#### TASK ITEM:
Everything in the listing below must be set down again exactly.

┌────────

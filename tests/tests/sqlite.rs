use rowmap_sqlite::{ConnectionExt, SqliteRows};
use rusqlite::Connection;

#[derive(Debug, Default, PartialEq, rowmap::Record)]
struct User {
    id: i64,
    name: String,
    age: i32,
}

fn seeded() -> Connection {
    let conn = Connection::open_in_memory().unwrap();
    conn.execute_batch(
        "CREATE TABLE users (id INTEGER PRIMARY KEY, name TEXT NOT NULL, age INTEGER NOT NULL);
         INSERT INTO users (id, name, age) VALUES (1, 'ada', 36), (2, 'grace', 45);",
    )
    .unwrap();
    conn
}

#[test]
fn query_one_binds_the_first_row() {
    let conn = seeded();

    let mut user = User::default();
    conn.query_one(
        "SELECT id, name, age FROM users WHERE id = ?1",
        [2i64],
        &mut user,
    )
    .unwrap();

    assert_eq!(
        user,
        User {
            id: 2,
            name: "grace".into(),
            age: 45,
        }
    );
}

#[test]
fn query_one_without_a_match_is_no_record_found() {
    let conn = seeded();

    let mut user = User::default();
    let err = conn
        .query_one(
            "SELECT id, name, age FROM users WHERE id = ?1",
            [99i64],
            &mut user,
        )
        .unwrap_err();

    assert!(err.is_no_record_found());
}

#[test]
fn query_all_collects_every_row() {
    let conn = seeded();

    let mut users: Vec<User> = vec![];
    conn.query_all("SELECT id, name, age FROM users ORDER BY id", [], &mut users)
        .unwrap();

    assert_eq!(users.len(), 2);
    assert_eq!(users[0].name, "ada");
    assert_eq!(users[1].name, "grace");
}

#[test]
fn scalar_queries_need_no_struct() {
    let conn = seeded();

    let mut total = 0i64;
    conn.query_one("SELECT COUNT(*) FROM users", [], &mut total)
        .unwrap();
    assert_eq!(total, 2);

    let mut names: Vec<String> = vec![];
    conn.query_all("SELECT name FROM users ORDER BY name", [], &mut names)
        .unwrap();
    assert_eq!(names, vec!["ada", "grace"]);
}

#[test]
fn column_aliases_switch_a_tagged_query_on() {
    #[derive(Debug, Default, rowmap::Record)]
    struct Summary {
        #[column("who")]
        name: String,
        #[column("years")]
        age: i32,
    }

    let conn = seeded();

    let mut summary = Summary::default();
    conn.query_one(
        "SELECT age AS years, name AS who FROM users WHERE id = 1",
        [],
        &mut summary,
    )
    .unwrap();

    assert_eq!(summary.name, "ada");
    assert_eq!(summary.age, 36);
}

#[test]
fn null_columns_land_in_options() {
    let conn = Connection::open_in_memory().unwrap();
    conn.execute_batch(
        "CREATE TABLE notes (id INTEGER PRIMARY KEY, body TEXT);
         INSERT INTO notes (id, body) VALUES (1, NULL);",
    )
    .unwrap();

    #[derive(Debug, Default, rowmap::Record)]
    struct Note {
        id: i64,
        body: Option<String>,
    }

    let mut note = Note::default();
    conn.query_one("SELECT id, body FROM notes", [], &mut note)
        .unwrap();

    assert_eq!(note.id, 1);
    assert_eq!(note.body, None);
}

#[test]
fn the_cursor_works_standalone() {
    let conn = seeded();

    let mut stmt = conn
        .prepare("SELECT id, name, age FROM users WHERE age > ?1 ORDER BY id")
        .unwrap();
    let mut rows = SqliteRows::query(&mut stmt, [40i64]).unwrap();

    let mut users: Vec<User> = vec![];
    rowmap::fetch_all(&mut users, &mut rows).unwrap();

    assert_eq!(users.len(), 1);
    assert_eq!(users[0].id, 2);
}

└────────

#### EXERCISE SOLUTION:
filename tests/tests/sqlite.rs
use rowmap_sqlite::{ConnectionExt, SqliteRows};
use rusqlite::Connection;

#[derive(Debug, Default, PartialEq, rowmap::Record)]
struct User {
    id: i64,
    name: String,
    age: i32,
}

fn seeded() -> Connection {
    let conn = Connection::open_in_memory().unwrap();
    conn.execute_batch(
        "CREATE TABLE users (id INTEGER PRIMARY KEY, name TEXT NOT NULL, age INTEGER NOT NULL);
         INSERT INTO users (id, name, age) VALUES (1, 'ada', 36), (2, 'grace', 45);",
    )
    .unwrap();
    conn
}

#[test]
fn query_one_binds_the_first_row() {
    let conn = seeded();

    let mut user = User::default();
    conn.query_one(
        "SELECT id, name, age FROM users WHERE id = ?1",
        [2i64],
        &mut user,
    )
    .unwrap();

    assert_eq!(
        user,
        User {
            id: 2,
            name: "grace".into(),
            age: 45,
        }
    );
}

#[test]
fn query_one_without_a_match_is_no_record_found() {
    let conn = seeded();

    let mut user = User::default();
    let err = conn
        .query_one(
            "SELECT id, name, age FROM users WHERE id = ?1",
            [99i64],
            &mut user,
        )
        .unwrap_err();

    assert!(err.is_no_record_found());
}

#[test]
fn query_all_collects_every_row() {
    let conn = seeded();

    let mut users: Vec<User> = vec![];
    conn.query_all("SELECT id, name, age FROM users ORDER BY id", [], &mut users)
        .unwrap();

    assert_eq!(users.len(), 2);
    assert_eq!(users[0].name, "ada");
    assert_eq!(users[1].name, "grace");
}

#[test]
fn scalar_queries_need_no_struct() {
    let conn = seeded();

    let mut total = 0i64;
    conn.query_one("SELECT COUNT(*) FROM users", [], &mut total)
        .unwrap();
    assert_eq!(total, 2);

    let mut names: Vec<String> = vec![];
    conn.query_all("SELECT name FROM users ORDER BY name", [], &mut names)
        .unwrap();
    assert_eq!(names, vec!["ada", "grace"]);
}

#[test]
fn column_aliases_switch_a_tagged_query_on() {
    #[derive(Debug, Default, rowmap::Record)]
    struct Summary {
        #[column("who")]
        name: String,
        #[column("years")]
        age: i32,
    }

    let conn = seeded();

    let mut summary = Summary::default();
    conn.query_one(
        "SELECT age AS years, name AS who FROM users WHERE id = 1",
        [],
        &mut summary,
    )
    .unwrap();

    assert_eq!(summary.name, "ada");
    assert_eq!(summary.age, 36);
}

#[test]
fn null_columns_land_in_options() {
    let conn = Connection::open_in_memory().unwrap();
    conn.execute_batch(
        "CREATE TABLE notes (id INTEGER PRIMARY KEY, body TEXT);
         INSERT INTO notes (id, body) VALUES (1, NULL);",
    )
    .unwrap();

    #[derive(Debug, Default, rowmap::Record)]
    struct Note {
        id: i64,
        body: Option<String>,
    }

    let mut note = Note::default();
    conn.query_one("SELECT id, body FROM notes", [], &mut note)
        .unwrap();

    assert_eq!(note.id, 1);
    assert_eq!(note.body, None);
}

#[test]
fn the_cursor_works_standalone() {
    let conn = seeded();

    let mut stmt = conn
        .prepare("SELECT id, name, age FROM users WHERE age > ?1 ORDER BY id")
        .unwrap();
    let mut rows = SqliteRows::query(&mut stmt, [40i64]).unwrap();

    let mut users: Vec<User> = vec![];
    rowmap::fetch_all(&mut users, &mut rows).unwrap();

    assert_eq!(users.len(), 1);
    assert_eq!(users[0].id, 2);
}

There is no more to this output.